Data provided.
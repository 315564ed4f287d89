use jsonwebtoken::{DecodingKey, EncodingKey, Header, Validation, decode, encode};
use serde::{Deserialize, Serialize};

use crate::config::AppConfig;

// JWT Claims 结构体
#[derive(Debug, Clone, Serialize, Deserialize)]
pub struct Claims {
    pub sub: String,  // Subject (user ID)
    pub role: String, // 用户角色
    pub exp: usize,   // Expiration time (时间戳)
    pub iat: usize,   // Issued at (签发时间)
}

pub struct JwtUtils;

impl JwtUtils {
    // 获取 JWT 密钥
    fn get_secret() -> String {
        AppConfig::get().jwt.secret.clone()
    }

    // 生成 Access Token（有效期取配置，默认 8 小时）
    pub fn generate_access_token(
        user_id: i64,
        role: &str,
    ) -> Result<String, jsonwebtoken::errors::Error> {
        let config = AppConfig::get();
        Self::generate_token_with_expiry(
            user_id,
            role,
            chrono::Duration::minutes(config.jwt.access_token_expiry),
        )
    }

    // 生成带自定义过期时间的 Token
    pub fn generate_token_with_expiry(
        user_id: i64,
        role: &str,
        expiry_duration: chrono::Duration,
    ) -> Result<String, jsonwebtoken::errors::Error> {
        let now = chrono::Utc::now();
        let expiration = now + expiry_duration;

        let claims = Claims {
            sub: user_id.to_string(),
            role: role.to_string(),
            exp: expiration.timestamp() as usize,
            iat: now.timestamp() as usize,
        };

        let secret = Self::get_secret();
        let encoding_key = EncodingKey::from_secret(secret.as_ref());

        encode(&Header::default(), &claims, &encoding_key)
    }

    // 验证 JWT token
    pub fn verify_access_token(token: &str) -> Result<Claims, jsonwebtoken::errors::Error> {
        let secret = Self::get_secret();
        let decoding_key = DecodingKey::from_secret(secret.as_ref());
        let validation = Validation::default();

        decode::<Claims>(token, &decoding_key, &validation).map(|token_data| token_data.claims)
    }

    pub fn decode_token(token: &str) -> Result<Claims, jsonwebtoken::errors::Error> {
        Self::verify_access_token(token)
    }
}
...
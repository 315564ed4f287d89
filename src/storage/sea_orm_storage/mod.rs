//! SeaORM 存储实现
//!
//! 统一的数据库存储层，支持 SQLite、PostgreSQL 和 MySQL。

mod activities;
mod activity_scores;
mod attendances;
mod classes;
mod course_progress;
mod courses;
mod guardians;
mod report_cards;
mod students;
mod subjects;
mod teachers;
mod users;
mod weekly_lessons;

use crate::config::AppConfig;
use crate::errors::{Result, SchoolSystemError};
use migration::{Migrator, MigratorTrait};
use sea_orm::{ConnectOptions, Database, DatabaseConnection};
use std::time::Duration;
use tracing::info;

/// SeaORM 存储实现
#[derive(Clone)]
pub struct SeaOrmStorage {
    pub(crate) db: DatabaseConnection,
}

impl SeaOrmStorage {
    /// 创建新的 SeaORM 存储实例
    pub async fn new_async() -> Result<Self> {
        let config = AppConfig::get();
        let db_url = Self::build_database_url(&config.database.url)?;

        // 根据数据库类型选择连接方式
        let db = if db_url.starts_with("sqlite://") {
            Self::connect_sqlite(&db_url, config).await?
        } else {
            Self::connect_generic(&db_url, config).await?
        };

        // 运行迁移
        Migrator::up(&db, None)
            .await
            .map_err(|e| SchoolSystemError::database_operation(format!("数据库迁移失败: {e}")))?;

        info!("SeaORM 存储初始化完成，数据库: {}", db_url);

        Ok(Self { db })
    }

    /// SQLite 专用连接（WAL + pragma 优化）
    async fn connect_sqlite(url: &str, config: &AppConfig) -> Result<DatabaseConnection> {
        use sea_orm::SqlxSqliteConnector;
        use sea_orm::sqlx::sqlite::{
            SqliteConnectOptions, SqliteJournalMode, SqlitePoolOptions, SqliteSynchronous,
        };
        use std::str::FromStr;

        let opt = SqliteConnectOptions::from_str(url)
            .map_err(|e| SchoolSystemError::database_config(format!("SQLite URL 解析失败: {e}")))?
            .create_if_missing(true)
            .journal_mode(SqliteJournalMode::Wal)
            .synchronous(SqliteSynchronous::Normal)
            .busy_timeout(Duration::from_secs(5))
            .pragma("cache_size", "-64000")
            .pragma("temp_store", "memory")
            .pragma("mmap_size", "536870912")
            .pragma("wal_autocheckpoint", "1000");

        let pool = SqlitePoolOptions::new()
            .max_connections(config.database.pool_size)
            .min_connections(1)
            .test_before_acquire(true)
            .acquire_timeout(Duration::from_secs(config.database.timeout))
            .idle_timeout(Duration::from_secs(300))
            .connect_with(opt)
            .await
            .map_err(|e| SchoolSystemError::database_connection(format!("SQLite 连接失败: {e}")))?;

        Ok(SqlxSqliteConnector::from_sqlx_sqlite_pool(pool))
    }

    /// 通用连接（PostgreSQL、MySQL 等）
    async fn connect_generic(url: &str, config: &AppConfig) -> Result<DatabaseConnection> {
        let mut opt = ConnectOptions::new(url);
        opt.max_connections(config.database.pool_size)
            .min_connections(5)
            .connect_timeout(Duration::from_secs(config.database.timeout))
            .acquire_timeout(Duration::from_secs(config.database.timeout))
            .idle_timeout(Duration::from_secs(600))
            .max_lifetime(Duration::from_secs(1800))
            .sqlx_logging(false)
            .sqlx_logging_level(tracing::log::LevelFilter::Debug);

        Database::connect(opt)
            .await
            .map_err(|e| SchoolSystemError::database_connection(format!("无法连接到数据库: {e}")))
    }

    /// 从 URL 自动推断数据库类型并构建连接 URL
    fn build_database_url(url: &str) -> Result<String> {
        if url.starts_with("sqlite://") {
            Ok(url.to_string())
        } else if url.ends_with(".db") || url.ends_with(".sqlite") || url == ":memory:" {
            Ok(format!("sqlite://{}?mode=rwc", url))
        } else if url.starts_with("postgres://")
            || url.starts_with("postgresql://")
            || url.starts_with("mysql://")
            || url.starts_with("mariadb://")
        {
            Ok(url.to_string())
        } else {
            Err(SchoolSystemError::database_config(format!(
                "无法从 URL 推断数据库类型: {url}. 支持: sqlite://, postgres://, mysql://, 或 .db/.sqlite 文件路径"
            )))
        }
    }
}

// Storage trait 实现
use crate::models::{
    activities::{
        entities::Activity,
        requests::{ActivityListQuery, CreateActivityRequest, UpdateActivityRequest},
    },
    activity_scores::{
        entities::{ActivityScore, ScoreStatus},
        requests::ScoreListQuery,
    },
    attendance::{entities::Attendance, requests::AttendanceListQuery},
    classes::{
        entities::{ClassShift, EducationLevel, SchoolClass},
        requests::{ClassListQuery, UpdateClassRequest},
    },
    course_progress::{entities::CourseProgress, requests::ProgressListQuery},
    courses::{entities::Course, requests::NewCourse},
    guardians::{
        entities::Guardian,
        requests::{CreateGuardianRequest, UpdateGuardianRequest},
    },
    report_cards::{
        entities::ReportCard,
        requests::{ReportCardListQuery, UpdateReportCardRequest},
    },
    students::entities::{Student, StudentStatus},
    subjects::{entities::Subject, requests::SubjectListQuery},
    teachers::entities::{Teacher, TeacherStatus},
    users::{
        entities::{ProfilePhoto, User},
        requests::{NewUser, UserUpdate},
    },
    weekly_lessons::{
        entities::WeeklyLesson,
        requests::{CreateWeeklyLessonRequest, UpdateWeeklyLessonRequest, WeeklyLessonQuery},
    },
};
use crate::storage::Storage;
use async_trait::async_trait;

Task requirements.
Throughout the records, the word "tracing" shows up on certain lines. Report how many lines, with only the number.

Solution to the exercise.
2